Author Topic: VPN Killswitch  (Read 5077 times)

Offline OmegaSW

  • Jr. Member
  • ***
  • Posts: 55
VPN Killswitch
« on: June 10, 2014, 02:55:08 AM »
When using Private Internet Access, without stopping traffic upon losing connection to the VPN, you're basically still at risk of leaking your ipaddress and dns to the world when browsing the web.

So at this point, the protection is only a placebo.

To combat this, the Windows version and the the Linux beta client for Ubuntu has a vpn kill switch options that blocks all Internet traffic on your computer when the vpn is down.
https://www.privateinternetaccess.com/forum/index.php?p=/discussion/1940/pia-vpn-app-linux-beta/p1

However, since you're a Manjaro advocate, how do you setup your system to protect yourself?

Option 1 Figure out the dependencies on your distro needed to run the Ubuntu client:

For Gentoo, I think this command will satisfy the dependencies needed, but I have yet to try it since it pulls a lot of Gnome 3 stuff, and I want to avoid this:
Code: [Select]
emerge libjpeg-turbo libgail-gnome xssstate libappindicator
wget [url]https://www.privateinternetaccess.com/installer/installer_linux.tar.gz[/url]
tar -xvzf installer_linux.tar.gz
chmod +x installer_linux.sh
./installer_linux.sh


The script will attempt to apt-get the dependencies, so ignore these apt-get related errors since these would be satisfied with the first command.

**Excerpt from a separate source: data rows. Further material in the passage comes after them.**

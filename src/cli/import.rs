use anyhow::{Context, Result};
use indicatif::{ProgressBar, ProgressStyle};
use std::path::Path;

use lema::config::LemaConfig;
use lema::db::{self, Transcript};

/// Import transcripts from a JSON array file. Existing `uid`s are skipped.
pub fn import(config: &LemaConfig, file: &Path) -> Result<()> {
    let json = std::fs::read_to_string(file)
        .with_context(|| format!("failed to read import file: {}", file.display()))?;

    let transcripts: Vec<Transcript> =
        serde_json::from_str(&json).context("failed to parse import JSON")?;

    let mut conn = db::open_database(config.resolved_db_path())?;

    println!("Importing {} transcripts...", transcripts.len());

    let pb = ProgressBar::new(transcripts.len() as u64);
    pb.set_style(
        ProgressStyle::default_bar()
            .template("  {bar:40.cyan/blue} {pos}/{len} ({eta})")
            .context("invalid progress template")?
            .progress_chars("##-"),
    );

    let tx = conn.transaction()?;
    let mut imported = 0u64;
    let mut skipped = 0u64;

    for transcript in &transcripts {
        if db::insert_transcript(&tx, transcript)
            .with_context(|| format!("failed to insert transcript {}", transcript.uid))?
        {
            imported += 1;
        } else {
            skipped += 1;
        }
        pb.inc(1);
    }

    tx.commit()?;
    pb.finish_and_clear();

    tracing::info!(imported, skipped, "import complete");
    println!("Import complete: {imported} imported, {skipped} skipped (already exist)");

    Ok(())
}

The binaries installs to your home directory, so to uninstall, just delete it and remove it from your menu.

Option 2 ufw method:
https://www.privateinternetaccess.com/forum/index.php?p=/discussion/3188/kill-switch-for-ubuntu#Item_1

Option 3 iptables method:
http://unix.stackexchange.com/questions/88034/set-up-firwall-with-iptables-to-only-allow-vpn

I'm sure there is better documentation out there, but I think the ufw method is possibly the best choice for me.

What are your thoughts?

edit: I tried the ufw method, but I couldn't get it to work. I give up for now. In a nut shell, I want to make rules to only allow connections through the tun0 interface.
« Last Edit: June 10, 2014, 04:42:20 AM by OmegaSW »
Setup: Netrunner Rolling

Offline Spatry

  • Benevolent Dictator
  • Administrator - Sysop
  • **********
  • Posts: 5860
  • Cup of Linux Founder
    • Cup of Linux
Re: VPN Killswitch
« Reply #1 on: June 10, 2014, 12:12:14 PM »
Seems this happened last night. My VPN went down and it showed I was connected but I could not access the internet at all. I switched to another location and my internet was working again. I do not have the client.
Windows assumes the user is an idiot... Linux DEMANDS Proof!